En même temps il éprouve une «modeste satisfaction» à leur vue, se disant que «les Vosges ne sont plus le domaine secret d'une mort solitaire et lente».
Mais il ne peut pas rester en la compagnie des touristes et du guide qui les accompagne. Il s'éloigne pour retrouver silence et solitude qui lui permettront d'évoquer et revoir les ombres que sont devenus ceux avec lesquels il a partagé ces années d'enfer.
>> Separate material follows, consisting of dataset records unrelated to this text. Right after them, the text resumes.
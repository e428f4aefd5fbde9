/// Conference slug utilities
///
/// Slugs are human-friendly identifiers in the format: {ACRONYM}{YEAR}
/// Examples: RUSTFEST2026, EUROCONF2024, DEVSUMMIT2025

/// Parse a conference slug into (acronym, year) components.
///
/// The acronym is the leading run of ASCII letters (at least two), the year
/// is everything after it.
///
/// # Examples
/// ```
/// use symposia::utils::parse_conference_slug;
///
/// assert_eq!(parse_conference_slug("RUSTFEST2026"), Some(("RUSTFEST".to_string(), 2026)));
/// assert_eq!(parse_conference_slug("euroconf2024"), Some(("EUROCONF".to_string(), 2024))); // case insensitive
/// assert_eq!(parse_conference_slug("RUSTFEST"), None); // missing year
/// assert_eq!(parse_conference_slug("2026"), None); // missing acronym
/// ```
pub fn parse_conference_slug(slug: &str) -> Option<(String, i32)> {
    let slug_upper = slug.trim().to_uppercase();

    let split = slug_upper
        .char_indices()
        .find(|(_, c)| !c.is_ascii_alphabetic())
        .map(|(i, _)| i)
        .unwrap_or(slug_upper.len());

    let (acronym, year_str) = slug_upper.split_at(split);
    if acronym.len() < 2 {
        return None;
    }

    let year = year_str.parse::<i32>().ok()?;
    // Sanity check: year should be reasonable (1990-2100)
    if !(1990..=2100).contains(&year) {
        return None;
    }

    Some((acronym.to_string(), year))
}

/// Generate a slug from acronym and year
///
/// # Examples
/// ```
/// use symposia::utils::make_conference_slug;
///
/// assert_eq!(make_conference_slug("RUSTFEST", 2026), "RUSTFEST2026");
/// assert_eq!(make_conference_slug("euroconf", 2024), "EUROCONF2024");
/// ```
pub fn make_conference_slug(acronym: &str, year: i32) -> String {
    format!("{}{}", acronym.to_uppercase(), year)
}

#[cfg(test)]
mod tests {
    use super::*;

    #[test]
    fn test_parse_basic() {
        assert_eq!(
            parse_conference_slug("RUSTFEST2026"),
            Some(("RUSTFEST".to_string(), 2026))
        );
        assert_eq!(
            parse_conference_slug("DEVSUMMIT1998"),
            Some(("DEVSUMMIT".to_string(), 1998))
        );
    }

    #[test]
    fn test_case_insensitive() {
        assert_eq!(
            parse_conference_slug("rustfest2026"),
            Some(("RUSTFEST".to_string(), 2026))
        );
        assert_eq!(
            parse_conference_slug("EuroConf2024"),
            Some(("EUROCONF".to_string(), 2024))
        );
    }

    #[test]
    fn test_missing_parts() {
        assert_eq!(parse_conference_slug("RUSTFEST"), None);
        assert_eq!(parse_conference_slug("2026"), None);
        assert_eq!(parse_conference_slug(""), None);
    }

    #[test]
    fn test_short_acronym_rejected() {
        assert_eq!(parse_conference_slug("A2026"), None);
    }

    #[test]
    fn test_invalid_year() {
        assert_eq!(parse_conference_slug("RUSTFESTabcd"), None);
        assert_eq!(parse_conference_slug("RUSTFEST1800"), None); // too old
        assert_eq!(parse_conference_slug("RUSTFEST2200"), None); // too far future
    }

    #[test]
    fn test_make_slug() {
        assert_eq!(make_conference_slug("RUSTFEST", 2026), "RUSTFEST2026");
        assert_eq!(make_conference_slug("euroconf", 2024), "EUROCONF2024");
    }

    #[test]
    fn test_roundtrip() {
        let slug = make_conference_slug("DevSummit", 2025);
        assert_eq!(
            parse_conference_slug(&slug),
            Some(("DEVSUMMIT".to_string(), 2025))
        );
    }
}
mod common;

use axum::http::StatusCode;
use axum_test::TestServer;
use serde_json::{json, Value};
use serial_test::serial;
use uuid::Uuid;

/// Helper to create a test server; None when no database is configured
async fn try_setup() -> Option<TestServer> {
    let pool = common::try_create_test_pool().await?;
    let app = common::create_test_app(pool);
    Some(TestServer::new(app).unwrap())
}

macro_rules! require_server {
    () => {
        match try_setup().await {
            Some(server) => server,
            None => {
                eprintln!("DATABASE_URL not set; skipping");
                return;
            }
        }
    };
}

/// Generate a distinct year per test conference, kept inside the range the
/// slug parser accepts. Cross-run uniqueness comes from the random acronym.
fn unique_test_year() -> i32 {
    use std::sync::atomic::{AtomicI32, Ordering};
    static COUNTER: AtomicI32 = AtomicI32::new(1990);
    COUNTER.fetch_add(1, Ordering::SeqCst)
}

/// Letters-only acronym so the slug stays parseable and unique across runs
fn unique_acronym() -> String {
    Uuid::new_v4()
        .simple()
        .to_string()
        .chars()
        .take(10)
        .map(|c| {
            if c.is_ascii_digit() {
                (b'G' + c.to_digit(10).unwrap() as u8) as char
            } else {
                c
            }
        })
        .collect::<String>()
        .to_uppercase()
}

async fn create_conference(server: &TestServer) -> Value {
    let body = json!({
        "acronym": unique_acronym(),
        "year": unique_test_year(),
        "name": "Test Conference",
        "creator": "test_user",
        "modifier": "test_user"
    });
    let response = server.post("/conferences").json(&body).await;
    response.assert_status(StatusCode::CREATED);
    response.json()
}

async fn create_section(
    server: &TestServer,
    conference_id: &str,
    name: &str,
    start_time: Option<&str>,
    end_time: Option<&str>,
) -> Value {
    let body = json!({
        "conference_id": conference_id,
        "name": name,
        "start_time": start_time,
        "end_time": end_time,
        "creator": "test_user",
        "modifier": "test_user"
    });
    let response = server.post("/sections").json(&body).await;
    response.assert_status(StatusCode::CREATED);
    response.json()
}

async fn create_presenter(server: &TestServer, full_name: &str) -> Value {
    let body = json!({
        "full_name": full_name,
        "creator": "test_user",
        "modifier": "test_user"
    });
    let response = server.post("/presenters").json(&body).await;
    response.assert_status(StatusCode::CREATED);
    response.json()
}

async fn create_accepted_presentation(
    server: &TestServer,
    conference_id: &str,
    title: &str,
) -> Value {
    let body = json!({
        "conference_id": conference_id,
        "title": title,
        "status": "accepted",
        "creator": "test_user",
        "modifier": "test_user"
    });
    let response = server.post("/presentations").json(&body).await;
    response.assert_status(StatusCode::CREATED);
    response.json()
}

async fn link_presenter(server: &TestServer, presentation_id: &str, presenter_id: &str) {
    let body = json!({
        "presentation_id": presentation_id,
        "presenter_id": presenter_id,
        "position": 0,
        "creator": "test_user",
        "modifier": "test_user"
    });
    let response = server.post("/presenter-roles").json(&body).await;
    response.assert_status(StatusCode::CREATED);
}

async fn assign(
    server: &TestServer,
    presentation_id: &str,
    section_id: &str,
    force: bool,
) -> axum_test::TestResponse {
    server
        .post(&format!(
            "/presentations/{presentation_id}/assign-with-conflict-check"
        ))
        .json(&json!({
            "section_id": section_id,
            "force_assign": force,
            "modifier": "test_user"
        }))
        .await
}

async fn check(server: &TestServer, presentation_id: &str, section_id: &str) -> Value {
    let response = server
        .post(&format!("/presentations/{presentation_id}/check-conflicts"))
        .json(&json!({ "section_id": section_id }))
        .await;
    response.assert_status_ok();
    response.json()
}

fn id_of(value: &Value) -> String {
    value["id"].as_str().expect("value should have an id").to_string()
}

// ============================================================================
// Conference API Tests
// ============================================================================

#[tokio::test]
async fn test_root() {
    let server = require_server!();
    let response = server.get("/").await;
    response.assert_status_ok();
}

#[tokio::test]
async fn test_get_conference_not_found() {
    let server = require_server!();

    let fake_id = Uuid::new_v4();
    let response = server.get(&format!("/conferences/{fake_id}")).await;
    response.assert_status_not_found();
}

#[tokio::test]
async fn test_get_conference_invalid_id() {
    let server = require_server!();

    let response = server.get("/conferences/!!!").await;
    response.assert_status(StatusCode::BAD_REQUEST);
}

#[tokio::test]
#[serial]
async fn test_conference_crud() {
    let server = require_server!();

    let created = create_conference(&server).await;
    let conference_id = id_of(&created);
    let slug = created["slug"].as_str().expect("slug should be computed");

    // Read back by UUID and by slug
    let response = server.get(&format!("/conferences/{conference_id}")).await;
    response.assert_status_ok();
    let fetched: Value = response.json();
    assert_eq!(fetched["id"], created["id"]);

    let response = server.get(&format!("/conferences/{slug}")).await;
    response.assert_status_ok();
    let by_slug: Value = response.json();
    assert_eq!(by_slug["id"], created["id"]);

    // Update
    let response = server
        .put(&format!("/conferences/{conference_id}"))
        .json(&json!({ "city": "Lisbon", "modifier": "test_user" }))
        .await;
    response.assert_status_ok();
    let updated: Value = response.json();
    assert_eq!(updated["city"], "Lisbon");

    // Delete
    let response = server.delete(&format!("/conferences/{conference_id}")).await;
    response.assert_status(StatusCode::NO_CONTENT);

    let response = server.get(&format!("/conferences/{conference_id}")).await;
    response.assert_status_not_found();
}

// ============================================================================
// Section API Tests
// ============================================================================

#[tokio::test]
#[serial]
async fn test_section_window_validation() {
    let server = require_server!();
    let conference = create_conference(&server).await;
    let conference_id = id_of(&conference);

    // Only one endpoint
    let response = server
        .post("/sections")
        .json(&json!({
            "conference_id": conference_id,
            "name": "Half-scheduled",
            "start_time": "2030-05-01T09:00:00Z",
            "creator": "test_user",
            "modifier": "test_user"
        }))
        .await;
    response.assert_status(StatusCode::BAD_REQUEST);

    // Start at/after end
    let response = server
        .post("/sections")
        .json(&json!({
            "conference_id": conference_id,
            "name": "Backwards",
            "start_time": "2030-05-01T10:00:00Z",
            "end_time": "2030-05-01T09:00:00Z",
            "creator": "test_user",
            "modifier": "test_user"
        }))
        .await;
    response.assert_status(StatusCode::BAD_REQUEST);

    // Fully unscheduled is fine
    let section = create_section(&server, &conference_id, "Unscheduled", None, None).await;
    assert!(section["start_time"].is_null());
}

// ============================================================================
// Presenter API Tests
// ============================================================================

#[tokio::test]
#[serial]
async fn test_presenter_normalization_and_search() {
    let server = require_server!();

    let marker = unique_acronym().to_lowercase();
    let name = format!("José García {marker}");
    let presenter = create_presenter(&server, &name).await;

    let normalized = presenter["normalized_name"].as_str().unwrap();
    assert_eq!(normalized, format!("jose garcia {marker}"));

    // Accent-insensitive search
    let response = server
        .get(&format!("/presenters?search=Jose%20Garcia%20{marker}"))
        .await;
    response.assert_status_ok();
    let found: Vec<Value> = response.json();
    assert_eq!(found.len(), 1);
    assert_eq!(found[0]["id"], presenter["id"]);
}

// ============================================================================
// Conflict Detection Tests
// ============================================================================

#[tokio::test]
#[serial]
async fn test_adjacent_slots_do_not_conflict() {
    let server = require_server!();
    let conference = create_conference(&server).await;
    let conference_id = id_of(&conference);

    let first = create_section(
        &server,
        &conference_id,
        "Morning A",
        Some("2030-05-01T09:00:00Z"),
        Some("2030-05-01T09:30:00Z"),
    )
    .await;
    let second = create_section(
        &server,
        &conference_id,
        "Morning B",
        Some("2030-05-01T09:30:00Z"),
        Some("2030-05-01T10:00:00Z"),
    )
    .await;

    let presenter = create_presenter(&server, "Back To Back").await;
    let talk_a = create_accepted_presentation(&server, &conference_id, "Talk A").await;
    let talk_b = create_accepted_presentation(&server, &conference_id, "Talk B").await;
    link_presenter(&server, &id_of(&talk_a), &id_of(&presenter)).await;
    link_presenter(&server, &id_of(&talk_b), &id_of(&presenter)).await;

    assign(&server, &id_of(&talk_a), &id_of(&first), false)
        .await
        .assert_status_ok();

    // Shared endpoint only: not a conflict
    let report = check(&server, &id_of(&talk_b), &id_of(&second)).await;
    assert_eq!(report["can_proceed"], true);
    assert!(report["conflicts"].as_array().unwrap().is_empty());

    assign(&server, &id_of(&talk_b), &id_of(&second), false)
        .await
        .assert_status_ok();

    // No double bookings in the summary either
    let response = server
        .get(&format!("/conferences/{conference_id}/conflicts/summary"))
        .await;
    response.assert_status_ok();
    let summary: Value = response.json();
    assert_eq!(summary["presentations_scanned"], 2);
    assert!(summary["double_bookings"].as_array().unwrap().is_empty());
}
«... d'une façon générale, il faut être seul avec soi-même, ou avec l'être aimé avec qui l'on ne fait qu'un, pour parler de la mort et de l'amour. Ni la mort ni l'amour ne supporte de témoins.» p 19


Lui qui nous dit :
"... nul panneau ne pourra jamais rendre l'état d'esprit de l'individu qui pense que son voisin a obtenu un demi-doigt de plus de liquide jaune dans son écuelle en fer. Certes, on pourrait représenter ses yeux et leur donner la fixité spéciale qu'engendre la faim. Mais on ne pourrait ressusciter l'inquiétude de la cavité buccale ni l'avidité obstinée de l'oesophage. Quelle photo pourrait donc montrer dans toutes ses nuances le combat invisible dans lequel, depuis longtemps, l'éducation a succombé face à la tyrannie sans limites de l'épithélium stomacal.» p 22-23
,
va en se retirant en lui-même pour revivre «parmi les ombres» qui le hantent atteindre le lecteur au coeur et dépasser le superficiel d'une visite touristique pour pénétrer en profondeur.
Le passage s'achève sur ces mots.